各試験片について、JIS P8125に従い、室温23℃の下でテーバーインスツルメントコーポレーション社製V-5スティフネステスター(型式150-B)を用い、スティフネスを測定した。その際の測定条件は、以下のとおりとした。
測定レンジ:50-500
レンジ重量:500ユニット
反り角度:15°
測定スパン:5cm
スケール倍率:5倍
保持時間1分
測定温度:23℃
スティフネスは、各試験片について、左右の反り角度15°における値を読み取り、それらを平均して求めた。そして、下式により非発泡性のシートのスティフネスを求めた。
E=9.83×Tsu/t
(E:シートのスティフネス[MPa]、Tsu:スティフネスの平均値[gf・cm]、t:試験片の厚さ[mm])

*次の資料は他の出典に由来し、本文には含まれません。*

//! Presence session: one logged-in user's transport, cache and reconnects.
//!
//! The session owns at most one [`WsClient`]. Each transport gets a
//! generation number; events from a transport that has since been replaced
//! are ignored, so a late close from an old socket never tears down or
//! reconnects over the current one.

use std::future::Future;
use std::pin::Pin;
use std::sync::Arc;
use std::sync::atomic::{AtomicBool, AtomicU64, Ordering};

use tokio::sync::{Mutex, RwLock, mpsc, watch};
use tokio_util::sync::CancellationToken;
use tracing::{debug, info, trace, warn};

use parley_protocol::presence::OnlineSet;

use crate::ClientError;
use crate::cache::PresenceCache;
use crate::types::{ClientEvent, ClientIdentity, ConnectionState, ReconnectConfig, ServerClose};
use crate::ws_client::{WsClient, WsEvent};

/// Capacity of the session event channel.
const EVENT_BUFFER_SIZE: usize = 64;

/// State shared between the session, its transport driver and the
/// reconnect loop.
#[derive(Clone)]
struct SessionContext {
    base_url: Arc<str>,
    reconnect_config: ReconnectConfig,
    cache: Arc<PresenceCache>,
    client: Arc<Mutex<Option<Arc<WsClient>>>>,
    identity: Arc<Mutex<Option<ClientIdentity>>>,
    state: Arc<RwLock<ConnectionState>>,
    events_tx: mpsc::Sender<ClientEvent>,
    /// Bumped every time the transport slot changes.
    generation: Arc<AtomicU64>,
    /// Set when the user logs out; suppresses reconnection.
    manual_disconnect: Arc<AtomicBool>,
    reconnect_cancel: Arc<std::sync::Mutex<Option<CancellationToken>>>,
}

/// A user's presence session.
pub struct PresenceSession {
    ctx: SessionContext,
    events_rx: Mutex<Option<mpsc::Receiver<ClientEvent>>>,
}

impl PresenceSession {
    /// Creates a disconnected session for the server at `base_url`
    /// (e.g. `ws://chat.example:5000`).
    pub fn new(base_url: impl Into<String>) -> Self {
        Self::with_reconnect_config(base_url, ReconnectConfig::default())
    }

    pub fn with_reconnect_config(base_url: impl Into<String>, config: ReconnectConfig) -> Self {
        let (events_tx, events_rx) = mpsc::channel(EVENT_BUFFER_SIZE);
        let base_url: String = base_url.into();

        Self {
            ctx: SessionContext {
                base_url: Arc::from(base_url),
                reconnect_config: config,
                cache: Arc::new(PresenceCache::new()),
                client: Arc::new(Mutex::new(None)),
                identity: Arc::new(Mutex::new(None)),
                state: Arc::new(RwLock::new(ConnectionState::Disconnected)),
                events_tx,
                generation: Arc::new(AtomicU64::new(0)),
                manual_disconnect: Arc::new(AtomicBool::new(false)),
                reconnect_cancel: Arc::new(std::sync::Mutex::new(None)),
            },
            events_rx: Mutex::new(Some(events_rx)),
        }
    }

    /// Takes the event receiver. Can only be called once.
    pub async fn take_events(&self) -> Option<mpsc::Receiver<ClientEvent>> {
        self.events_rx.lock().await.take()
    }

    pub async fn state(&self) -> ConnectionState {
        self.ctx.state.read().await.clone()
    }

    /// Users the server last reported as online.
    pub fn online_users(&self) -> OnlineSet {
        self.ctx.cache.online_users()
    }

    pub fn is_online(&self, user_id: &str) -> bool {
        self.ctx.cache.is_online(user_id)
    }

    /// Watches the cached online set.
    pub fn subscribe(&self) -> watch::Receiver<OnlineSet> {
        self.ctx.cache.subscribe()
    }

    /// Opens the presence transport for `identity`.
    ///
    /// A no-op when a healthy transport for the same identity is already
    /// open. Otherwise any previous transport and pending reconnect are
    /// dropped first.
    pub async fn connect(&self, identity: ClientIdentity) -> Result<(), ClientError> {
        {
            let client = self.ctx.client.lock().await;
            let healthy = client.as_ref().is_some_and(|c| c.is_connected());
            if healthy && self.ctx.identity.lock().await.as_ref() == Some(&identity) {
                debug!(user = %identity.user_id, "presence transport already open");
                return Ok(());
            }
        }

        cancel_reconnect(&self.ctx.reconnect_cancel);
        self.ctx.manual_disconnect.store(false, Ordering::SeqCst);
        *self.ctx.identity.lock().await = Some(identity.clone());
        self.ctx.clear_transport().await;

        self.ctx.set_state(ConnectionState::Connecting).await;
        info!(user = %identity.user_id, url = %self.ctx.base_url, "opening presence transport");

        match open_transport(&self.ctx, &identity, None).await {
            Ok(true) => Ok(()),
            // Logged out while the handshake was in flight.
            Ok(false) => Err(ClientError::Closed),
            Err(e) => {
                warn!(user = %identity.user_id, "presence connect failed: {e}");
                self.ctx.set_state(ConnectionState::Disconnected).await;
                Err(e)
            }
        }
    }

    /// Logs out: closes the transport, cancels any reconnect and empties
    /// the online list.
    pub async fn disconnect(&self) {
        self.ctx.manual_disconnect.store(true, Ordering::SeqCst);
        cancel_reconnect(&self.ctx.reconnect_cancel);
        self.ctx.clear_transport().await;
        *self.ctx.identity.lock().await = None;
        self.ctx.cache.clear();
        self.ctx.set_state(ConnectionState::Disconnected).await;
        info!("presence session closed");
    }

    /// Application-level round trip over the current transport.
    pub async fn ping(&self) -> Result<(), ClientError> {
        let client = self.ctx.client.lock().await.clone();
        match client {
            Some(client) => client.ping().await,
            None => Err(ClientError::Closed),
        }
    }
}

impl SessionContext {
    async fn set_state(&self, next: ConnectionState) {
        let mut state = self.state.write().await;
        if *state != next {
            *state = next.clone();
            drop(state);
            self.emit(ClientEvent::StateChanged(next));
        }
    }

    fn emit(&self, event: ClientEvent) {
        if let Err(e) = self.events_tx.try_send(event) {
            trace!("session event dropped: {e}");
        }
    }

    /// Empties the transport slot, closing whatever was there.
    async fn clear_transport(&self) {
        let mut slot = self.client.lock().await;
        self.generation.fetch_add(1, Ordering::SeqCst);
        if let Some(old) = slot.take() {
            old.close().await;
        }
    }

    /// Handles the end of the transport with the given generation.
    async fn transport_closed(&self, generation: u64, close: Option<ServerClose>) {
        {
            let mut slot = self.client.lock().await;
            if self.generation.load(Ordering::SeqCst) != generation {
                return;
            }
            slot.take();
        }

        self.set_state(ConnectionState::Disconnected).await;

        if self.manual_disconnect.load(Ordering::SeqCst) {
            return;
        }

        if let Some(close) = close.filter(ServerClose::suppresses_reconnect) {
            warn!(code = close.code, reason = %close.reason, "server ended presence session");
            self.emit(ClientEvent::ClosedByServer(close));
            return;
        }

        let cancel = CancellationToken::new();
        cancel_reconnect(&self.reconnect_cancel);
        if let Ok(mut guard) = self.reconnect_cancel.lock() {
            *guard = Some(cancel.clone());
        }
        tokio::spawn(reconnect_loop(self.clone(), cancel));
    }
}

/// Cancels the active reconnect loop, if any.
fn cancel_reconnect(reconnect_cancel: &std::sync::Mutex<Option<CancellationToken>>) {
    if let Ok(mut guard) = reconnect_cancel.lock()
        && let Some(token) = guard.take()
    {
        token.cancel();
    }
}

/// Connects, installs the client and starts its driver.
///
/// Returns `Ok(false)` without installing anything when the session was
/// logged out (or `cancel` fired) during the handshake. The check and the
/// install happen under the transport slot lock, so a concurrent
/// [`PresenceSession::disconnect`] either sees the new client and closes it
/// or makes this call drop it.
async fn open_transport(
    ctx: &SessionContext,
    identity: &ClientIdentity,
    cancel: Option<&CancellationToken>,
) -> Result<bool, ClientError> {
    let (client, events) = WsClient::connect(&ctx.base_url, identity).await?;

    let mut slot = ctx.client.lock().await;
    let abandoned = ctx.manual_disconnect.load(Ordering::SeqCst)
        || cancel.is_some_and(CancellationToken::is_cancelled);
    if abandoned {
        drop(slot);
        client.close().await;
        ctx.set_state(ConnectionState::Disconnected).await;
        return Ok(false);
    }

    let generation = ctx.generation.fetch_add(1, Ordering::SeqCst) + 1;
    if let Some(old) = slot.replace(Arc::new(client)) {
        old.close().await;
    }
    ctx.set_state(ConnectionState::Connected).await;
    drop(slot);

    tokio::spawn(drive(events, ctx.clone(), generation));
    Ok(true)
}

/// Applies transport events to the cache until the transport ends.
///
/// Returns a boxed future to break the type cycle
/// `drive` → `reconnect_loop` → `open_transport` → `drive`.
fn drive(
    mut events: mpsc::Receiver<WsEvent>,
    ctx: SessionContext,
    generation: u64,
) -> Pin<Box<dyn Future<Output = ()> + Send>> {
    Box::pin(async move {
        while let Some(event) = events.recv().await {
            if ctx.generation.load(Ordering::SeqCst) != generation {
                trace!(generation, "event from replaced transport ignored");
                return;
            }
            match event {
                WsEvent::Presence(online) => {
                    ctx.cache.replace(online.clone());
                    ctx.emit(ClientEvent::PresenceUpdated(online));
                }
                WsEvent::Closed(close) => {
                    ctx.transport_closed(generation, close).await;
                    return;
                }
            }
        }
        // Channel gone without a close event: the client was dropped.
        ctx.transport_closed(generation, None).await;
    })
}

/// Reconnects with exponential backoff until it succeeds, is cancelled or
/// runs out of attempts.
async fn reconnect_loop(ctx: SessionContext, cancel: CancellationToken) {
    let mut attempt: u32 = 0;

    loop {
        if cancel.is_cancelled() {
            return;
        }
        attempt = attempt.saturating_add(1);
        if ctx.reconnect_config.exhausted(attempt) {
            warn!(attempts = attempt - 1, "giving up on presence reconnect");
            ctx.set_state(ConnectionState::Disconnected).await;
            return;
        }

        let delay = ctx.reconnect_config.delay_for_attempt(attempt);
        let delay_secs = delay.as_secs_f64();

        ctx.set_state(ConnectionState::Reconnecting { attempt }).await;
        ctx.emit(ClientEvent::Reconnecting {
            attempt,
            next_retry_secs: delay_secs,
        });
        info!(
            attempt,
            delay_secs = format_args!("{delay_secs:.1}"),
            "reconnecting presence transport"
        );

        tokio::select! {
            _ = cancel.cancelled() => {
                debug!("reconnect cancelled");
                return;
            }
            _ = tokio::time::sleep(delay) => {}
        }

        let Some(identity) = ctx.identity.lock().await.clone() else {
            return;
        };
        if cancel.is_cancelled() {
            return;
        }

        match open_transport(&ctx, &identity, Some(&cancel)).await {
            Ok(true) => {
                info!(user = %identity.user_id, attempt, "presence transport restored");
                return;
            }
            Ok(false) => {
                debug!(attempt, "reconnect abandoned after logout");
                return;
            }
            Err(e) => {
                debug!(attempt, "reconnect attempt failed: {e}");
            }
        }
    }
}
//! WebSocket client for the presence endpoint.
//!
//! Opens the transport with the identity claim in the query string, turns
//! server pushes into [`WsEvent`]s and supports request/response with id
//! correlation for keepalive pings.

use std::collections::HashMap;
use std::sync::Arc;

use futures_util::StreamExt;
use tokio::sync::{Mutex, mpsc, oneshot};
use tokio_tungstenite::tungstenite;
use tokio_util::sync::CancellationToken;
use url::Url;

use parley_protocol::constants::{
    MessageType, QUERY_TOKEN, QUERY_USER_ID, WS_MAX_MESSAGE_SIZE, WS_REQUEST_TIMEOUT,
};
use parley_protocol::envelope::Message;
use parley_protocol::presence::OnlineSet;

use crate::ClientError;
use crate::types::{ClientIdentity, ServerClose};

/// Capacity of the outbound frame queue.
const WRITE_BUFFER_SIZE: usize = 64;

/// Capacity of the inbound event queue.
const EVENT_BUFFER_SIZE: usize = 64;

/// Requests awaiting a response, keyed by message id.
pub(crate) type PendingMap = Arc<Mutex<HashMap<String, oneshot::Sender<Message>>>>;

/// Something the server did that the session has to react to.
#[derive(Debug, Clone, PartialEq)]
pub enum WsEvent {
    /// A `getOnlineUsers` push.
    Presence(OnlineSet),
    /// The transport ended. Carries the server's close frame, if any.
    Closed(Option<ServerClose>),
}

/// Builds the presence endpoint URL for `identity`.
///
/// `ws://host:port` becomes `ws://host:port/?userId=<id>[&token=<token>]`.
pub fn presence_url(base: &str, identity: &ClientIdentity) -> Result<Url, ClientError> {
    let mut url = Url::parse(base)?;
    {
        let mut query = url.query_pairs_mut();
        query.append_pair(QUERY_USER_ID, identity.user_id.as_str());
        if let Some(token) = &identity.token {
            query.append_pair(QUERY_TOKEN, token);
        }
    }
    Ok(url)
}

/// WebSocket client connected to the presence server.
pub struct WsClient {
    write_tx: mpsc::Sender<tungstenite::Message>,
    pending: PendingMap,
    _read_handle: tokio::task::JoinHandle<()>,
    _write_handle: tokio::task::JoinHandle<()>,
    cancel: CancellationToken,
}

impl WsClient {
    /// Opens the presence transport for `identity`.
    ///
    /// Returns the client and the receiver for server pushes. The receiver
    /// yields a final [`WsEvent::Closed`] when the transport ends.
    pub async fn connect(
        base_url: &str,
        identity: &ClientIdentity,
    ) -> Result<(Self, mpsc::Receiver<WsEvent>), ClientError> {
        let url = presence_url(base_url, identity)?;

        let mut ws_config = tungstenite::protocol::WebSocketConfig::default();
        ws_config.max_message_size = Some(WS_MAX_MESSAGE_SIZE);
        ws_config.max_frame_size = Some(WS_MAX_MESSAGE_SIZE);
        let (ws_stream, _) =
            tokio_tungstenite::connect_async_with_config(url.as_str(), Some(ws_config), false)
                .await?;
        let (write, read) = ws_stream.split();

        let (write_tx, write_rx) = mpsc::channel::<tungstenite::Message>(WRITE_BUFFER_SIZE);
        let (events_tx, events_rx) = mpsc::channel(EVENT_BUFFER_SIZE);
        let pending: PendingMap = Arc::new(Mutex::new(HashMap::new()));
        let cancel = CancellationToken::new();

        let write_handle = tokio::spawn(crate::pumps::write::write_pump(
            write,
            write_rx,
            cancel.clone(),
        ));

        let read_handle = tokio::spawn(crate::pumps::read::read_pump(
            read,
            pending.clone(),
            events_tx,
            write_tx.clone(),
            cancel.clone(),
        ));

        tracing::debug!(user = %identity.user_id, "presence transport open");

        let client = Self {
            write_tx,
            pending,
            _read_handle: read_handle,
            _write_handle: write_handle,
            cancel,
        };
        Ok((client, events_rx))
    }

    /// Sends a request and waits for the response with the same id.
    pub async fn send_request<T: serde::Serialize>(
        &self,
        msg_type: MessageType,
        payload: Option<&T>,
    ) -> Result<Message, ClientError> {
        let id = uuid::Uuid::new_v4().to_string();
        let msg = Message::new(&id, msg_type, payload)?;
        let json = serde_json::to_string(&msg)?;

        let (tx, rx) = oneshot::channel();
        self.pending.lock().await.insert(id.clone(), tx);

        self.write_tx
            .send(tungstenite::Message::Text(json.into()))
            .await
            .map_err(|_| ClientError::Closed)?;

        let result = tokio::time::timeout(WS_REQUEST_TIMEOUT, rx).await;

        // Clean up pending entry on any exit path.
        self.pending.lock().await.remove(&id);

        match result {
            Ok(Ok(resp)) => match &resp.error {
                Some(err) => Err(ClientError::Server {
                    code: err.code,
                    message: err.message.clone(),
                }),
                None => Ok(resp),
            },
            Ok(Err(_)) => Err(ClientError::Closed),
            Err(_) => Err(ClientError::Timeout),
        }
    }

    /// Application-level round trip (`ping` → `pong`).
    pub async fn ping(&self) -> Result<(), ClientError> {
        self.send_request::<()>(MessageType::Ping, None).await?;
        Ok(())
    }

    /// Returns `true` while both pumps are running.
    pub fn is_connected(&self) -> bool {
        !self.cancel.is_cancelled() && !self.write_tx.is_closed()
    }

    /// Gracefully closes the connection.
    pub async fn close(&self) {
        let _ = self.write_tx.try_send(tungstenite::Message::Close(None));
        self.cancel.cancel();
    }
}

impl Drop for WsClient {
    fn drop(&mut self) {
        self.cancel.cancel();
        self._read_handle.abort();
        self._write_handle.abort();
    }
}
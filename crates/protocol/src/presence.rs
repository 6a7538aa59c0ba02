//! Presence value types shared by server and client.

use std::borrow::Borrow;
use std::collections::BTreeSet;
use std::fmt;

use serde::{Deserialize, Serialize};

/// Opaque user identifier, as issued by the account service.
#[derive(Debug, Clone, PartialEq, Eq, PartialOrd, Ord, Hash, Serialize, Deserialize)]
#[serde(transparent)]
pub struct UserId(String);

impl UserId {
    pub fn new(id: impl Into<String>) -> Self {
        Self(id.into())
    }

    pub fn as_str(&self) -> &str {
        &self.0
    }
}

impl fmt::Display for UserId {
    fn fmt(&self, f: &mut fmt::Formatter<'_>) -> fmt::Result {
        f.write_str(&self.0)
    }
}

impl From<&str> for UserId {
    fn from(s: &str) -> Self {
        Self(s.to_owned())
    }
}

impl From<String> for UserId {
    fn from(s: String) -> Self {
        Self(s)
    }
}

impl Borrow<str> for UserId {
    fn borrow(&self) -> &str {
        &self.0
    }
}

/// The set of users currently holding a live connection.
///
/// Serialized as a plain JSON array of ids. Receivers must not rely on the
/// element order.
#[derive(Debug, Clone, Default, PartialEq, Eq, Serialize, Deserialize)]
#[serde(transparent)]
pub struct OnlineSet(BTreeSet<UserId>);

impl OnlineSet {
    pub fn new() -> Self {
        Self::default()
    }

    pub fn contains(&self, user: &str) -> bool {
        self.0.contains(user)
    }

    pub fn len(&self) -> usize {
        self.0.len()
    }

    pub fn is_empty(&self) -> bool {
        self.0.is_empty()
    }

    pub fn iter(&self) -> impl Iterator<Item = &UserId> {
        self.0.iter()
    }
}

impl FromIterator<UserId> for OnlineSet {
    fn from_iter<I: IntoIterator<Item = UserId>>(iter: I) -> Self {
        Self(iter.into_iter().collect())
    }
}

impl IntoIterator for OnlineSet {
    type Item = UserId;
    type IntoIter = std::collections::btree_set::IntoIter<UserId>;

    fn into_iter(self) -> Self::IntoIter {
        self.0.into_iter()
    }
}

impl<'a> IntoIterator for &'a OnlineSet {
    type Item = &'a UserId;
    type IntoIter = std::collections::btree_set::Iter<'a, UserId>;

    fn into_iter(self) -> Self::IntoIter {
        self.0.iter()
    }
}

スティフネスの値が大きい程、剛性が高いことを意味する。
【0072】
重合体中のエチレン由来単位含有割合が同じ場合、極限粘度が20dl/gを超える実施例のプロピレン-エチレン共重合体は、20dl/g以下の比較例のプロピレン-エチレン共重合体に比べて粉体流動性に優れることが明らかである。また、本発明のプロピレン(共)重合体を含む組成物から得られた非発泡性のシートおよび発泡体は優れた特性を有することも明らかである。